Daher empfehlen DAG und EKFZ für Ernährungsmedizin die sofortige Umsetzung einiger Maßnahmen. So soll eine Besteuerung von Zuckergetränken eingeführt, Werbeschranken für ungesunde Lebensmittel gesetzt und eine Stärkung der Adipositas-Therapie angestrebt werden, da sie in Deutschland nicht in allen Fällen von den Krankenkassen übernommen wird.

Auch sollte sie niedrigschwelliger gestaltet werden, damit sie möglichst früh greifen kann. Zusätzlich wird eine Mehrwertsteuerbefreiung für Gemüse, Obst und Hülsenfrüchte empfohlen. Die Experten appellieren allerdings auch an die Eltern, die ihren Kindern mit einem gesunden Lebensstil ein Vorbild sein sollten.

Umfrage eindeutig, aber keine repräsentativen Messungen

Bei Umfragen ist jedoch immer zu beachten, dass es zu methodischen Einschränkungen kommen kann. Nicht jedes Elternteil gibt gerne zu, dass sein Kind zugenommen hat.

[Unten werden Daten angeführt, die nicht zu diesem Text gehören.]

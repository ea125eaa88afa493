use super::*;
use crate::domain::projection::{format_duration, DayGroup};
use crate::time_utils::pacific_clock;

pub fn render_entries(frame: &mut Frame, area: Rect, app: &App) {
    let block = Block::default()
        .borders(Borders::ALL)
        .border_style(Style::default().fg(Color::White))
        .title(Span::styled(
            format!(" Recent entries ({}) ", app.visible_count()),
            Style::default().fg(Color::White),
        ))
        .padding(Padding::horizontal(1));

    if app.groups.is_empty() {
        let message = if app.snapshot.entries.is_empty() {
            "No task-backed entries in the lookback window"
        } else {
            "No entries match the current filters"
        };
        let empty = Paragraph::new(message)
            .alignment(Alignment::Center)
            .style(Style::default().fg(Color::DarkGray))
            .block(block);
        frame.render_widget(empty, area);
        return;
    }

    let (items, selected_row) = build_rows(&app.groups, app.selected_index);
    let list = List::new(items)
        .block(block)
        .highlight_style(Style::default().bg(Color::DarkGray).add_modifier(Modifier::BOLD));
    let mut state = ListState::default().with_selected(selected_row);
    frame.render_stateful_widget(list, area, &mut state);
}

/// One row per day separator and one per visible entry. Returns the list
/// row of the selected entry.
fn build_rows(groups: &[DayGroup], selected_index: usize) -> (Vec<ListItem<'static>>, Option<usize>) {
    let muted = Style::default().fg(Color::DarkGray);
    let mut rows = Vec::new();
    let mut selected_row = None;
    let mut entry_index = 0;

    for group in groups {
        if let Some(label) = &group.label {
            rows.push(ListItem::new(Line::from(vec![
                Span::styled(format!("── {} ", label), Style::default().fg(Color::Yellow)),
                Span::styled(format!("({})", format_duration(group.total_ms)), muted),
            ])));
        }

        for item in &group.items {
            if entry_index == selected_index {
                selected_row = Some(rows.len());
            }
            entry_index += 1;

            let entry = &item.entry;
            let marker = if item.is_running {
                Span::styled("⏵ ", Style::default().fg(Color::Green))
            } else {
                Span::raw("  ")
            };
            let when = pacific_clock(entry.start_ms).unwrap_or_else(|| "--:--".to_string());
            let name = entry.task_name.clone().unwrap_or_else(|| "(unnamed task)".to_string());
            let task_id = entry.task_id.as_ref().map(|id| id.to_string()).unwrap_or_default();

            let mut spans = vec![
                marker,
                Span::styled(format!("{}  ", when), muted),
                Span::styled(format!("{:>7}  ", format_duration(entry.duration_ms)), Style::default().fg(Color::White)),
                Span::styled(name, Style::default().fg(Color::White)),
                Span::styled(format!("  {}", task_id), muted),
            ];
            if entry.billable {
                spans.push(Span::styled("  $", Style::default().fg(Color::Green)));
            }
            rows.push(ListItem::new(Line::from(spans)));
        }
    }

    (rows, selected_row)
}

#[cfg(test)]
mod tests {
    use super::*;
    use crate::domain::models::TimeEntry;
    use crate::domain::projection::{project, ProjectionOptions};

    #[test]
    fn selected_row_skips_day_separators() {
        let noon = 1_709_668_800_000;
        let day = 24 * 60 * 60 * 1000;
        let entries = vec![
            TimeEntry::normalize("1", noon, noon + 1, 1).with_task(Some("a"), Some("A")),
            TimeEntry::normalize("2", noon - day, noon - day + 1, 1).with_task(Some("b"), Some("B")),
        ];
        let groups = project(&entries, None, &ProjectionOptions::default());

        let (rows, selected) = build_rows(&groups, 1);

        assert_eq!(rows.len(), 4);
        assert_eq!(selected, Some(3));
    }
}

Daher ist von einer Untererfassung bei manchen Angaben auszugehen.

Eine bundesweite Erhebung des Körpergewichts von Kindern und Jugendlichen nahm das Robert Koch-Institut zuletzt 2014 bis 2017 vor. Ähnliche Umfragen zur Gewichtszunahme während der Pandemie lassen aber vergleichbare Ergebnisse vermuten.